### Collected data:
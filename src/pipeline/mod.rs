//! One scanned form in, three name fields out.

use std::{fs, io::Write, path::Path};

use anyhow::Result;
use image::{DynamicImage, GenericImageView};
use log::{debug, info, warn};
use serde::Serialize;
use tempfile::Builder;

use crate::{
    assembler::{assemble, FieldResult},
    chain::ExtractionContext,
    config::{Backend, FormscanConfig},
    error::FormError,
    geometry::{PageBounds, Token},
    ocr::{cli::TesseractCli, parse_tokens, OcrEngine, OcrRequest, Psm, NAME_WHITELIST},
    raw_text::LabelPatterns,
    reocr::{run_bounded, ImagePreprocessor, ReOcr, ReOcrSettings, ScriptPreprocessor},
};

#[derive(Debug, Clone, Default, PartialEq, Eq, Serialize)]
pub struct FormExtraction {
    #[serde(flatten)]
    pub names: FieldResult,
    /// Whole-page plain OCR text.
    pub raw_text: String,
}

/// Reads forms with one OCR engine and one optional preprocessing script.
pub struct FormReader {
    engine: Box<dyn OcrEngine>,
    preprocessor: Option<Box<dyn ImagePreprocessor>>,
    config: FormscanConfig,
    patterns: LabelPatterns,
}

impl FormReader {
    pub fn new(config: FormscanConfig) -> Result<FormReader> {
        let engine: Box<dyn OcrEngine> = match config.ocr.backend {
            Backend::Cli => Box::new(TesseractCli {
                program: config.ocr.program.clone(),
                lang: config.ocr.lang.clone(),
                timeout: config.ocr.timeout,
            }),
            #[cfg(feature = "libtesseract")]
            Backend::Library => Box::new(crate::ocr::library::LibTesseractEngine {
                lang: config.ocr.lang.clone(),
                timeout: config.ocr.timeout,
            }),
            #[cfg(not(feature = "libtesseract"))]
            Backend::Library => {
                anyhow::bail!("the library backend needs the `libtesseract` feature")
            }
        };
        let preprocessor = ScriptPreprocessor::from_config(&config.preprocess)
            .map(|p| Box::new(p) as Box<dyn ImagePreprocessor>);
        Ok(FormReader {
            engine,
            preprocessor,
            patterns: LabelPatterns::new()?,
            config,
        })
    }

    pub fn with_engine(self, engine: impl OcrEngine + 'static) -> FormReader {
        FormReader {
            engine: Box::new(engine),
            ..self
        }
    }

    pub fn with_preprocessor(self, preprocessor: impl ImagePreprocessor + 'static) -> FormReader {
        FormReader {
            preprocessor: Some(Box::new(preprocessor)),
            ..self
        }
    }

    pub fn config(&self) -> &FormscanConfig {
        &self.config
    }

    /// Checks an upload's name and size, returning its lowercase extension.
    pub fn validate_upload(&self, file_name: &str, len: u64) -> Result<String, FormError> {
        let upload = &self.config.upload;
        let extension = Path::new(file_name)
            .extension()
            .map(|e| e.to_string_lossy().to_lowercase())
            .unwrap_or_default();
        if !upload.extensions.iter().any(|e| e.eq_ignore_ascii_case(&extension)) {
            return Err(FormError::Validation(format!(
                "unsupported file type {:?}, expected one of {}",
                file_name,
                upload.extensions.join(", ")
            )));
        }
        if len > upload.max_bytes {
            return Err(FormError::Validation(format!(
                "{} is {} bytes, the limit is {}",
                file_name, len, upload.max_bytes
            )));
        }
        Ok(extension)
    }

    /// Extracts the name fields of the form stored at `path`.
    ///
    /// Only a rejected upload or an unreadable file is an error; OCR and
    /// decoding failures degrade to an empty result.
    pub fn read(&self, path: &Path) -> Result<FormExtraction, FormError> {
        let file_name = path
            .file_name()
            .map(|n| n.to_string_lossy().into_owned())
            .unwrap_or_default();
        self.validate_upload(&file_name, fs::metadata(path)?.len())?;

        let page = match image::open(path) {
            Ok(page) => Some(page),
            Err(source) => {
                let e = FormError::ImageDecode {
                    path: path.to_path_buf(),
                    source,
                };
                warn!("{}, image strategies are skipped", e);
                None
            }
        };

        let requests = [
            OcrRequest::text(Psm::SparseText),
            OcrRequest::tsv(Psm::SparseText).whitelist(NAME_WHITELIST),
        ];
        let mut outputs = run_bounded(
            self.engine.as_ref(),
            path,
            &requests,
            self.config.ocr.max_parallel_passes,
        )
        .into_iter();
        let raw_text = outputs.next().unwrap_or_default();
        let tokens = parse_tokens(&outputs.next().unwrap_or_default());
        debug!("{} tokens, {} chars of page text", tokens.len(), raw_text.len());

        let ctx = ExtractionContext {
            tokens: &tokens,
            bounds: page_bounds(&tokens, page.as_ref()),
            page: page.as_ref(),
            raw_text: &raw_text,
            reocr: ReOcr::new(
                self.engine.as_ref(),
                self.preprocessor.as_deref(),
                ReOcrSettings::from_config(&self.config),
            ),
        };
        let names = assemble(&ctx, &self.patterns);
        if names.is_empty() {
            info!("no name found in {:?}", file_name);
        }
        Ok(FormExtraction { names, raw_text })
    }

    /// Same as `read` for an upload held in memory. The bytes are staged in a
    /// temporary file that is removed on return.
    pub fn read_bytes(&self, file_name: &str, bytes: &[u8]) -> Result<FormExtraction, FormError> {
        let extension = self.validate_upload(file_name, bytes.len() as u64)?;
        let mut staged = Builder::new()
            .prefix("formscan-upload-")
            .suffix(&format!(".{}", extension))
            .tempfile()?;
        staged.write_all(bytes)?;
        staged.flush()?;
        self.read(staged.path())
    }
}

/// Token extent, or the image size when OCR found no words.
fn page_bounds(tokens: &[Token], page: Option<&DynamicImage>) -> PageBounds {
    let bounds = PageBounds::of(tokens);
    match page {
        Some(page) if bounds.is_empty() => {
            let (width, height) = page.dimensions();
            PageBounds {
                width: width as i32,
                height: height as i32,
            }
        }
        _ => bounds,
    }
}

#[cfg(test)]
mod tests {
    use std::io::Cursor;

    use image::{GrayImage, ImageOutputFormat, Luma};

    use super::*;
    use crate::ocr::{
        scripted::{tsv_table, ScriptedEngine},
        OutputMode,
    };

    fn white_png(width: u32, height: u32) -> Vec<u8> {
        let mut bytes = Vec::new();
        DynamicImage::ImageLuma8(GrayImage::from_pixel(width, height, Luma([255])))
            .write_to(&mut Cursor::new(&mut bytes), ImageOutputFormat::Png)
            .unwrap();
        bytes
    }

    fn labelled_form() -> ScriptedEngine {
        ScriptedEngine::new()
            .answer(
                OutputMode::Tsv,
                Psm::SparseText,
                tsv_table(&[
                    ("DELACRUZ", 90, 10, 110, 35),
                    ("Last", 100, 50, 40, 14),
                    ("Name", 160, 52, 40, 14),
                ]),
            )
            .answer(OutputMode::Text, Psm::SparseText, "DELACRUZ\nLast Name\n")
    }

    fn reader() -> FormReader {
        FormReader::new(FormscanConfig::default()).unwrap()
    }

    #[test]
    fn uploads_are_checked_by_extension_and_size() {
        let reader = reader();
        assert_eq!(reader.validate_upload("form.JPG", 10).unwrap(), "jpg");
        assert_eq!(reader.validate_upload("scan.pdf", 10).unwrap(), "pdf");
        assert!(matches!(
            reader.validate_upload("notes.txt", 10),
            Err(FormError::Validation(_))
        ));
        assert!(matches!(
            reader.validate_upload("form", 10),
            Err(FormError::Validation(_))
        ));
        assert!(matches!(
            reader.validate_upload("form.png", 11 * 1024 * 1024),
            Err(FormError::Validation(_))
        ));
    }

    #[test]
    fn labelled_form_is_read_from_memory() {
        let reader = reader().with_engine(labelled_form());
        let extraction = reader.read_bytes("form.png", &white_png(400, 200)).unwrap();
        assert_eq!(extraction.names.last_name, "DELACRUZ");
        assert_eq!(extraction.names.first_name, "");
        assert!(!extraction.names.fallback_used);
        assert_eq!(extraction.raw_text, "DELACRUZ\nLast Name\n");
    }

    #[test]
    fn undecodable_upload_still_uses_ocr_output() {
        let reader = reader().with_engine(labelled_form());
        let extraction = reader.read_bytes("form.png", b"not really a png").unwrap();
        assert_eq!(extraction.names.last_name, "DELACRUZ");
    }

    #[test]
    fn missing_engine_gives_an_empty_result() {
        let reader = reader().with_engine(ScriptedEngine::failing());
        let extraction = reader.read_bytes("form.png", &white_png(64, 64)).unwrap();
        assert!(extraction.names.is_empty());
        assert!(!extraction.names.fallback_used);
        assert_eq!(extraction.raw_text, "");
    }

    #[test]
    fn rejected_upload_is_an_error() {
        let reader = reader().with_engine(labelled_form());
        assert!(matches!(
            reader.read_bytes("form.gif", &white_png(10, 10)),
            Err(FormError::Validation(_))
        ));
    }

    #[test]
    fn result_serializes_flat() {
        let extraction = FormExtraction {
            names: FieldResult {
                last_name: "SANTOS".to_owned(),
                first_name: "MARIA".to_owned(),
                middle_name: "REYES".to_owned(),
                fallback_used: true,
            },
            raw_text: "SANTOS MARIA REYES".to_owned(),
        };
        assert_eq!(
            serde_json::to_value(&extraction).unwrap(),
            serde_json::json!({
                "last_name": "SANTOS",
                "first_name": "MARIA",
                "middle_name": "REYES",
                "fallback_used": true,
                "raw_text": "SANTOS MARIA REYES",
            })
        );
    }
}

### To do:
There is a run of lines above from the one with "as Box<dyn ImagePreprocessor>);" to the one with "pub fn with_preprocessor(self, preprocessor: impl"; print exactly that run, both ends included, and nothing else.

### Answer box:
            .map(|p| Box::new(p) as Box<dyn ImagePreprocessor>);
        Ok(FormReader {
            engine,
            preprocessor,
            patterns: LabelPatterns::new()?,
            config,
        })
    }

    pub fn with_engine(self, engine: impl OcrEngine + 'static) -> FormReader {
        FormReader {
            engine: Box::new(engine),
            ..self
        }
    }

    pub fn with_preprocessor(self, preprocessor: impl ImagePreprocessor + 'static) -> FormReader {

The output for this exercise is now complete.